Sur la ligne de moulage par soufflage, les erreurs de mélange des matériaux utilisés ne sont pas un problème théorique : elles se traduisent par des déchets, un étirement inégal du matériau, ainsi que des temps d’arrêt inattendus. La question qui se pose souvent est de savoir si les lampes conçues pour le PET peuvent être utilisées avec des préformes en PC sur des machines Sidel, Krones, SIPA, Husky, SACMI ou Nissei ASB. La réponse courte est : parfois, mais uniquement si le système de chauffage est adapté aux propriétés thermiques du PC, et si les spécifications de la lampe correspondent au design du tunnel de traitement prévu par le fabricant de l’équipement.
Ce qui est important sur le plan technique Dans le moulage par soufflage à étirage, le chauffage infrarouge repose sur le contrôle du spectre et de la température, et non seulement sur la puissance en watts. Les préformes en PET sont généralement chauffées à l’aide d’émetteurs à ondes courtes (halogènes en quartz), ajustés autour de 1,0–1,2 µm. Ces émetteurs permettent d’atteindre rapidement la température souhaitée, grâce à une puissance élevée. Les préformes en PC, quant à elles, nécessitent un profil de chauffage plus long et mieux contrôlé, car le PC absorbe moins d’énergie dans cette bande de fréquences et réagit différemment au chaud. Les émetteurs à ondes moyennes ou NIR, typiquement entre 2,0–3,0 µm, permettent une pénétration plus profonde et un chauffement plus uniforme, ce qui aide à éviter les points chauds et la dégradation de la surface.
Si vous changez d’émetteur, vous devez également adapter la tension, la puissance, le type de base, ainsi que les dimensions physiques – longueur, diamètre, profil du tube en quartz. Sur de nombreuses machines de moulage, les réflecteurs et la disposition des zones de chauffage ont été conçus pour fonctionner avec un type d’émetteur spécifique.
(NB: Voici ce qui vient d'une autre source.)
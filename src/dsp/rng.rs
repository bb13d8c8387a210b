//! Per-voice random source.
//!
//! Each voice clock owns one of these. The generator is seeded once and
//! never reseeded while running, so a fixed seed reproduces the exact same
//! pulse stream.

use rand::{rngs::SmallRng, Rng, SeedableRng};

use crate::ClockError;

/// Smallest uniform draw fed into `ln`, keeps exponential draws finite.
const MIN_UNIFORM: f32 = f32::EPSILON;

/// Small, fast, non-cryptographic PRNG for realtime use.
#[derive(Debug, Clone)]
pub struct ClockRng(SmallRng);

impl ClockRng {
    /// Same seed, same stream. Useful for tests and reproducible patches.
    pub fn new_with_seed(seed: u64) -> Self {
        Self(SmallRng::seed_from_u64(seed))
    }

    /// Seed from the operating system's entropy source.
    pub fn from_entropy() -> Result<Self, ClockError> {
        SmallRng::try_from_os_rng()
            .map(Self)
            .map_err(|err| ClockError::Entropy(err.to_string()))
    }

    /// Uniform value in `[0, 1)`.
    #[inline]
    pub fn uniform(&mut self) -> f32 {
        self.0.random::<f32>()
    }

    /// Exponential value with mean 1.
    ///
    /// Bounded above by `-ln(f32::EPSILON)` (about 15.9), so waiting times
    /// derived from it are always finite.
    #[inline]
    pub fn exponential(&mut self) -> f32 {
        // 1 - u lies in (0, 1]
        let u = (1.0 - self.uniform()).max(MIN_UNIFORM);
        -u.ln()
    }

    /// Derive an independent child seed, used to give each voice its own
    /// stream from one module seed.
    #[inline]
    pub fn next_seed(&mut self) -> u64 {
        self.0.random::<u64>()
    }
}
En changeant cette géométrie, vous modifiez également le pattern de chauffage, ce qui peut entraîner des inégalités de température.
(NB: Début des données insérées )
//! RandClock - interactive application builder and runner

use color_eyre::eyre::{eyre, Result as EyreResult, WrapErr};
use cpal::traits::{DeviceTrait, HostTrait, StreamTrait};
use rtrb::{PushError, RingBuffer};

use super::click::ClickBank;
use super::ui::{
    state::{PatchMessage, UiStateUpdate, VoiceSnapshot},
    UiApp,
};

use randclock::{
    module::{ClockConfig, ClockMessage, RandomClock, RandomClockOutputs, RandomClockParams},
    RenderCtx, MAX_BLOCK_SIZE, NUM_VOICES,
};

/// Capacity of the audio→UI sample ring
const AUDIO_RING_LEN: usize = 16 * 1024;

/// Main application builder
pub struct RandClock {
    params: RandomClockParams,
    config: ClockConfig,
}

impl RandClock {
    pub fn new(params: RandomClockParams, config: ClockConfig) -> Self {
        Self { params, config }
    }

    /// Run the application (takes over the terminal, plays audio)
    pub fn run(self) -> EyreResult<()> {
        // Set up audio
        let host = cpal::default_host();
        let device = host
            .default_output_device()
            .ok_or_else(|| eyre!("no default output device available"))?;
        let config = device
            .default_output_config()
            .wrap_err("failed to fetch default output config")?;

        let sample_rate = config.sample_rate().0 as f32;
        let channels = config.channels() as usize;

        tracing::info!(
            device = %device.name().unwrap_or_default(),
            sample_rate,
            channels,
            "opening output stream"
        );

        // Cross-thread rings
        let (clock_tx, clock_rx) = RingBuffer::<ClockMessage>::new(64);
        let (patch_tx, mut patch_rx) = RingBuffer::<PatchMessage>::new(32);
        let (state_tx, state_rx) = RingBuffer::<UiStateUpdate>::new(32);
        let (audio_tx, audio_rx) = RingBuffer::<f32>::new(AUDIO_RING_LEN);

        let module = RandomClock::new(self.params, self.config)?;

        let stream = device
            .build_output_stream(
                &config.into(),
                {
                    let mut module = module;
                    let mut clock_rx = clock_rx;
                    let mut state_tx = state_tx;
                    let mut audio_tx = audio_tx;
                    let mut clicks = ClickBank::new(sample_rate);
                    let mut connected = [true; NUM_VOICES];
                    let mut ctx = RenderCtx::new(sample_rate);
                    let mut frame_buf = vec![RandomClockOutputs::default(); MAX_BLOCK_SIZE];
                    let mut render_buf = vec![0.0f32; MAX_BLOCK_SIZE];

                    move |data: &mut [f32], _| {
                        // Knob and patch changes land between blocks
                        module.drain_messages(&mut clock_rx);
                        while let Ok(msg) = patch_rx.pop() {
                            match msg {
                                PatchMessage::SetConnected { voice, connected: on } => {
                                    if let Some(slot) = connected.get_mut(voice) {
                                        *slot = on;
                                    }
                                }
                            }
                        }

                        let total_frames = data.len() / channels;
                        let mut frames_written = 0;

                        while frames_written < total_frames {
                            let frames_remaining = total_frames - frames_written;
                            let frames_to_render = frames_remaining.min(MAX_BLOCK_SIZE);

                            let frames = &mut frame_buf[..frames_to_render];
                            module.render_block(frames, &connected, &ctx);
                            ctx.advance(frames_to_render);

                            let block = &mut render_buf[..frames_to_render];
                            for (out, frame) in block.iter_mut().zip(frames.iter()) {
                                *out = clicks.next(frame);
                            }

                            // Duplicate mono to all channels
                            let out_off = frames_written * channels;
                            for (i, &s) in block.iter().enumerate() {
                                for ch in 0..channels {
                                    data[out_off + i * channels + ch] = s;
                                }
                            }

                            // Push to the scope, drop on overflow
                            for &s in block.iter() {
                                if let Err(PushError::Full(_)) = audio_tx.push(s) {
                                    break;
                                }
                            }

                            frames_written += frames_to_render;
                        }

                        let mut update = UiStateUpdate {
                            master_hz: module.current_density(),
                            time: ctx.time,
                            ..UiStateUpdate::default()
                        };
                        for (i, clock) in module.voices().iter().enumerate() {
                            update.voices[i] = VoiceSnapshot::capture(clock, connected[i]);
                        }
                        let _ = state_tx.push(update);
                    }
                },
                |err| tracing::error!(%err, "stream error"),
                None,
            )
            .wrap_err("failed to build output stream")?;

        stream.play().wrap_err("failed to start output stream")?;

        let mut ui = UiApp::new(clock_tx, patch_tx, state_rx, audio_rx, self.params, sample_rate);
        let mut terminal = ratatui::init();
        let result = ui.run(&mut terminal);
        ratatui::restore();

        tracing::info!("stream closed");
        result
    }
}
Pourquoi cela peut fonctionner (avec des limites) Si vous utilisez des préformes en PC sur une machine conçue initialement pour le PET, vous pouvez utiliser des lampes destinées au PET comme solution temporaire – mais uniquement si les zones de chauffage de la machine peuvent être réglées en conséquence, et si le spectre émis par la lampe fournit suffisamment d’énergie pour atteindre la température nécessaire au traitement du PC. Dans la pratique, nous avons constaté que les lignes de production pouvaient maintenir une température stable des préformes en utilisant uniquement des lampes PET, mais cela nécessitait d’augmenter le temps de traitement et de réduire la puissance des zones de chauffage afin d’éviter un surchauffage de la surface.
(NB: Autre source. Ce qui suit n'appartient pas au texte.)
//! Transport bar widget - shows master density, stream time and audio stats

use ratatui::{
    layout::Rect,
    style::{Color, Style},
    text::{Line, Span},
    widgets::{Block, Borders, Paragraph},
    Frame,
};
use randclock::module::RandomClockParams;

use super::UiStateUpdate;

/// Audio statistics for display
pub struct AudioStats {
    pub peak: f32,
    pub rms: f32,
}

impl AudioStats {
    /// Compute audio stats from a buffer
    pub fn from_buffer(buffer: &[f32]) -> Self {
        if buffer.is_empty() {
            return Self { peak: 0.0, rms: 0.0 };
        }
        let peak = buffer.iter().fold(0.0f32, |acc, &x| acc.max(x.abs()));
        let rms = (buffer.iter().map(|&x| x * x).sum::<f32>() / buffer.len() as f32).sqrt();
        Self { peak, rms }
    }
}

pub fn render_transport(
    frame: &mut Frame,
    area: Rect,
    params: &RandomClockParams,
    state: &UiStateUpdate,
    sample_rate: f32,
    audio_stats: &AudioStats,
) {
    let block = Block::default().title(" randclock ").borders(Borders::ALL);

    let total_pulses: u64 = state.voices.iter().map(|v| v.pulses).sum();

    let line = Line::from(vec![
        Span::styled(
            format!(" Master: {:.2} ", params.master_density),
            Style::default().fg(Color::Cyan),
        ),
        Span::styled(
            format!("({:.2} Hz)  ", state.master_hz),
            Style::default().fg(Color::Green),
        ),
        Span::styled(
            format!("{:.1}s  ", state.time),
            Style::default().fg(Color::White),
        ),
        Span::styled(
            format!("{} pulses  ", total_pulses),
            Style::default().fg(Color::DarkGray),
        ),
        Span::styled(
            format!("{:.1}kHz  ", sample_rate / 1000.0),
            Style::default().fg(Color::DarkGray),
        ),
        Span::styled(
            format!("Peak: {:.2}  RMS: {:.2}", audio_stats.peak, audio_stats.rms),
            Style::default().fg(Color::Magenta),
        ),
    ]);

    let paragraph = Paragraph::new(line).block(block);
    frame.render_widget(paragraph, area);
}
Vous obtiendrez de bons résultats uniquement si vous respectez les paramètres spécifiés par le fabricant de l’équipement. En cas de dépassement de ces paramètres, vous risquez de rencontrer des problèmes tels que des épaisseurs de paroi inégales, des problèmes de cristallisation, ainsi qu’un nombre accru de produits défectueux.
Ce qu’il faut vérifier avant de commencer Avant d’utiliser des lampes PET pour traiter des préformes en PC, assurez-vous que les connecteurs sont compatibles – R7s est couramment utilisé dans de nombreux tunnels de chauffage. Vérifiez également que la longueur de la lampe permette à celle-ci de passer entre les réflecteurs et les blocs terminaux, sans risque de court-circuit. Vérifiez aussi que l’alimentation électrique et les capteurs de température soient adaptés au type d’émetteur utilisé ; un mauvais ajustement peut entraîner des écarts de température.
Une contrainte importante : les lampes PET, lorsqu’elles fonctionnent dans la plage de température appropriée pour le PC, peuvent provoquer un surchauffage à la surface. Cela raccourcit la durée de vie de la lampe et augmente le risque de dégradation du quartz, si le flux d’air et le système de refroidissement ne sont pas correctement réglés. Effectuez des essais contrôlés, enregistrez les températures dans chaque zone, et soyez prêt à revenir à l’émetteur spécifié par le fabricant de l’équipement, afin d’obtenir des résultats cohérents et durables.